**Work to be completed**
Copy every line of the entries that includes the word "PassengerState".

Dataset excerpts
== == ==
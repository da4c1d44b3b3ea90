//! Contract with the environment that owns taxi and passenger state.
//!
//! The planner never mutates the environment directly. It reads an immutable
//! [`EnvSnapshot`] and submits one [`Action`] per taxi through
//! [`TaxiEnvironment::step`].

use std::collections::BTreeMap;
use std::fmt;

use serde::{Deserialize, Serialize};

use crate::action::Action;
use crate::grid::Coord;

/// Index of a taxi within its environment.
#[derive(Debug, Clone, Copy, PartialEq, Eq, PartialOrd, Ord, Hash, Serialize, Deserialize)]
pub struct TaxiId(pub usize);

impl TaxiId {
    pub fn index(self) -> usize {
        self.0
    }
}

/// Environments name their agents `taxi_1`, `taxi_2`, ...
impl fmt::Display for TaxiId {
    fn fmt(&self, f: &mut fmt::Formatter<'_>) -> fmt::Result {
        write!(f, "taxi_{}", self.0 + 1)
    }
}

#[derive(Debug, Clone, Copy, PartialEq, Eq, Hash, Serialize, Deserialize)]
pub enum PassengerStatus {
    Waiting,
    InTaxi(TaxiId),
    Delivered,
}

#[derive(Debug, Clone, Copy, PartialEq, Eq, Serialize, Deserialize)]
pub struct PassengerState {
    /// Current cell: the pickup while waiting, the carrying taxi's cell while aboard.
    pub location: Coord,
    pub destination: Coord,
    pub status: PassengerStatus,
}

impl PassengerState {
    pub fn waiting(location: Coord, destination: Coord) -> Self {
        Self {
            location,
            destination,
            status: PassengerStatus::Waiting,
        }
    }

    pub fn is_waiting(&self) -> bool {
        self.status == PassengerStatus::Waiting
    }

    pub fn is_aboard(&self, taxi: TaxiId) -> bool {
        self.status == PassengerStatus::InTaxi(taxi)
    }
}

/// Immutable view of the environment at one tick.
#[derive(Debug, Clone, PartialEq, Eq, Default, Serialize, Deserialize)]
pub struct EnvSnapshot {
    pub taxi_locations: Vec<Coord>,
    pub passengers: Vec<PassengerState>,
}

impl EnvSnapshot {
    pub fn num_taxis(&self) -> usize {
        self.taxi_locations.len()
    }

    pub fn num_passengers(&self) -> usize {
        self.passengers.len()
    }

    pub fn taxi_location(&self, taxi: TaxiId) -> Option<Coord> {
        self.taxi_locations.get(taxi.index()).copied()
    }

    pub fn passenger(&self, index: usize) -> Option<&PassengerState> {
        self.passengers.get(index)
    }

    pub fn pickups(&self) -> Vec<Coord> {
        self.passengers.iter().map(|p| p.location).collect()
    }

    pub fn destinations(&self) -> Vec<Coord> {
        self.passengers.iter().map(|p| p.destination).collect()
    }

    /// Waiting passengers with their indices, in index order.
    pub fn waiting_passengers(&self) -> impl Iterator<Item = (usize, &PassengerState)> {
        self.passengers
            .iter()
            .enumerate()
            .filter(|(_, passenger)| passenger.is_waiting())
    }

    pub fn all_delivered(&self) -> bool {
        self.passengers
            .iter()
            .all(|p| p.status == PassengerStatus::Delivered)
    }
}

/// The external environment the agents drive.
pub trait TaxiEnvironment {
    /// Fresh snapshot of the current state.
    fn snapshot(&self) -> EnvSnapshot;

    /// Apply one action for each listed taxi.
    fn step(&mut self, actions: &BTreeMap<TaxiId, Action>);

    /// Presentation hook; planning never depends on it.
    fn render(&self) {}
}
use serde::Serialize;

pub(crate) fn write_pretty_json<T: Serialize + ?Sized>(
    value: &T,
    file: std::fs::File,
) -> Result<(), Box<dyn std::error::Error>> {
    serde_json::to_writer_pretty(file, value)?;
    Ok(())
}
use serde::{Deserialize, Serialize};

use crate::error::{PlanningError, PlanningResult};

/// Total travel cost of serving passenger `p` with taxi `t`, indexed `[t][p]`.
///
/// Serialised as the bare array of rows; deserialising goes through
/// [`CostMatrix::from_rows`], so empty or ragged input is rejected.
#[derive(Debug, Clone, PartialEq, Eq, Serialize, Deserialize)]
#[serde(try_from = "Vec<Vec<u64>>", into = "Vec<Vec<u64>>")]
pub struct CostMatrix {
    rows: Vec<Vec<u64>>,
}

impl CostMatrix {
    /// Build from per-taxi rows. Rows must be non-empty and equally long.
    pub fn from_rows(rows: Vec<Vec<u64>>) -> PlanningResult<Self> {
        let width = rows.first().map(Vec::len).unwrap_or(0);
        if rows.is_empty() || width == 0 {
            return Err(PlanningError::EmptyInput);
        }
        if rows.iter().any(|row| row.len() != width) {
            return Err(PlanningError::allocation(
                "cost matrix rows have different lengths",
            ));
        }
        Ok(Self { rows })
    }

    pub fn num_taxis(&self) -> usize {
        self.rows.len()
    }

    pub fn num_passengers(&self) -> usize {
        self.rows[0].len()
    }

    pub fn is_square(&self) -> bool {
        self.num_taxis() == self.num_passengers()
    }

    pub fn get(&self, taxi: usize, passenger: usize) -> u64 {
        self.rows[taxi][passenger]
    }

    pub fn rows(&self) -> &[Vec<u64>] {
        &self.rows
    }

    /// Summed cost of every pair in `assignment`.
    pub fn total(&self, assignment: &Assignment) -> u64 {
        assignment
            .pairs()
            .map(|(taxi, passenger)| self.get(taxi, passenger))
            .sum()
    }
}

impl TryFrom<Vec<Vec<u64>>> for CostMatrix {
    type Error = PlanningError;

    fn try_from(rows: Vec<Vec<u64>>) -> PlanningResult<Self> {
        Self::from_rows(rows)
    }
}

impl From<CostMatrix> for Vec<Vec<u64>> {
    fn from(costs: CostMatrix) -> Self {
        costs.rows
    }
}

/// Taxi index -> passenger index. Unassigned taxis hold `None`.
#[derive(Debug, Clone, PartialEq, Eq, Serialize, Deserialize)]
pub struct Assignment {
    passenger_by_taxi: Vec<Option<usize>>,
}

impl Assignment {
    pub fn empty(num_taxis: usize) -> Self {
        Self {
            passenger_by_taxi: vec![None; num_taxis],
        }
    }

    /// Full assignment where taxi `t` serves `passengers[t]`.
    pub fn from_permutation(passengers: &[usize]) -> Self {
        Self {
            passenger_by_taxi: passengers.iter().copied().map(Some).collect(),
        }
    }

    pub fn assign(&mut self, taxi: usize, passenger: usize) {
        self.passenger_by_taxi[taxi] = Some(passenger);
    }

    pub fn passenger_for(&self, taxi: usize) -> Option<usize> {
        self.passenger_by_taxi.get(taxi).copied().flatten()
    }

    pub fn taxi_for(&self, passenger: usize) -> Option<usize> {
        self.passenger_by_taxi
            .iter()
            .position(|p| *p == Some(passenger))
    }

    pub fn num_taxis(&self) -> usize {
        self.passenger_by_taxi.len()
    }

    /// Assigned `(taxi, passenger)` pairs in taxi order.
    pub fn pairs(&self) -> impl Iterator<Item = (usize, usize)> + '_ {
        self.passenger_by_taxi
            .iter()
            .enumerate()
            .filter_map(|(taxi, passenger)| passenger.map(|p| (taxi, p)))
    }

    pub fn len(&self) -> usize {
        self.pairs().count()
    }

    pub fn is_empty(&self) -> bool {
        self.len() == 0
    }

    /// True when every taxi serves exactly one of `num_passengers` passengers
    /// and every passenger is served.
    pub fn is_bijection(&self, num_passengers: usize) -> bool {
        if self.num_taxis() != num_passengers || self.len() != num_passengers {
            return false;
        }
        let mut seen = vec![false; num_passengers];
        for (_, passenger) in self.pairs() {
            if passenger >= num_passengers || seen[passenger] {
                return false;
            }
            seen[passenger] = true;
        }
        true
    }
}

#[cfg(test)]
mod tests {
    use super::*;

    #[test]
    fn rejects_empty_and_ragged_matrices() {
        assert_eq!(CostMatrix::from_rows(vec![]), Err(PlanningError::EmptyInput));
        assert_eq!(
            CostMatrix::from_rows(vec![vec![]]),
            Err(PlanningError::EmptyInput)
        );
        assert!(matches!(
            CostMatrix::from_rows(vec![vec![1, 2], vec![3]]),
            Err(PlanningError::Allocation { .. })
        ));
    }

    #[test]
    fn deserialising_checks_the_shape() {
        let costs: CostMatrix = serde_json::from_str("[[1, 2], [3, 4]]").unwrap();
        assert_eq!(costs.num_passengers(), 2);
        assert_eq!(serde_json::to_string(&costs).unwrap(), "[[1,2],[3,4]]");

        assert!(serde_json::from_str::<CostMatrix>("[]").is_err());
        assert!(serde_json::from_str::<CostMatrix>("[[]]").is_err());
        assert!(serde_json::from_str::<CostMatrix>("[[1, 2], [3]]").is_err());
    }

    #[test]
    fn bijection_check_detects_duplicates() {
        assert!(Assignment::from_permutation(&[1, 0, 2]).is_bijection(3));
        assert!(!Assignment::from_permutation(&[1, 1, 2]).is_bijection(3));
        let mut partial = Assignment::empty(3);
        partial.assign(0, 2);
        assert!(!partial.is_bijection(3));
        assert_eq!(partial.taxi_for(2), Some(0));
    }
}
== == ==
**Task response**
pub struct PassengerState {
impl PassengerState {
    pub passengers: Vec<PassengerState>,
    pub fn passenger(&self, index: usize) -> Option<&PassengerState> {
    pub fn waiting_passengers(&self) -> impl Iterator<Item = (usize, &PassengerState)> {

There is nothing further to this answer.